Docente, hoy quiero decirte: gracias.
Gracias por creer en tus estudiantes. Gracias por reconocer el potencial de cada persona que tienes frente a ti. Gracias por confiar en que tus estudiantes poseen capacidades y habilidades distintas a las tuyas. Gracias por guiarlos hacia esa zona de desarrollo próximo de la que habla Lev Vygotsky, ese +1 que menciona Stephen Krashen. Gracias por retarlos lo suficiente para impulsarlos a crecer, sin llevarlos a la frustración ni dejar que caigan en el aburrimiento.
Sólo tú, docente, con tu pasión y vocación, puedes lograrlo: hacer que cada persona a tu cargo adquiera nuevos conocimientos, crezca y se desarrolle hasta convertirse en agente de su propio aprendizaje. Felicidades a ti, si has conseguido sembrar esa transformación.
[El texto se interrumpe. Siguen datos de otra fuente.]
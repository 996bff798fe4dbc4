//! # Store Error Taxonomy
//!
//! Collaborator failures from the blob store and metadata store surface as
//! [`StoreError`]. The decision logic in the other crates propagates these
//! unchanged — substituting stale or empty content for a failed read would
//! silently corrupt the caching guarantees, so there is no fallback path.

use thiserror::Error;

/// A failure inside a storage collaborator (blob store or metadata store).
///
/// Carries enough context to log and return a server-side error. Retry
/// policy lives with the caller; nothing in this workspace retries.
#[derive(Error, Debug)]
pub enum StoreError {
    /// The storage backend reported a failure (connection loss, query
    /// error, serialization failure in a driver, ...).
    #[error("storage backend failure: {0}")]
    Backend(String),

    /// Filesystem-level failure from a disk-backed store.
    #[error("storage io failure: {0}")]
    Io(#[from] std::io::Error),
}

impl StoreError {
    /// Wrap any backend error type by its rendered message.
    pub fn backend(err: impl std::fmt::Display) -> Self {
        Self::Backend(err.to_string())
    }
}
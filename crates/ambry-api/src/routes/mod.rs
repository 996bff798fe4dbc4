//! # Route Modules
//!
//! - [`assets`] — upload, metadata, mutable content delivery, publication.
//! - [`versions`] — immutable version delivery.
//! - [`tokens`] — token issuance and private tokened delivery.

pub mod assets;
pub mod tokens;
pub mod versions;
Te admiro y te respeto por entregarte en el aula, en el salón de clases, en cada espacio donde compartes tu conocimiento. Porque es verdad: “donde hay un docente, hay aprendizaje; y donde hay aprendizaje, hay una escuela”. Lo creo profundamente. Donde tú estás, siempre habrá alguien aprendiendo de ti y gracias a ti.
Felicidades en tu día, en nuestro día.
Y termino diciendo: gracias de corazón a las personas que han creído en mí. Gracias a quienes, desde que me conocieron, me enseñaron y me dijeron: “Lo que te enseño es para que lo compartas con alguien más”. Así ha sido. No he dejado de hacerlo, y me encanta. Ese ha sido y seguirá siendo mi legado.
Porque ser docente, maestra, facilitadora, mediadora, guía y mucho más… es mi pasión.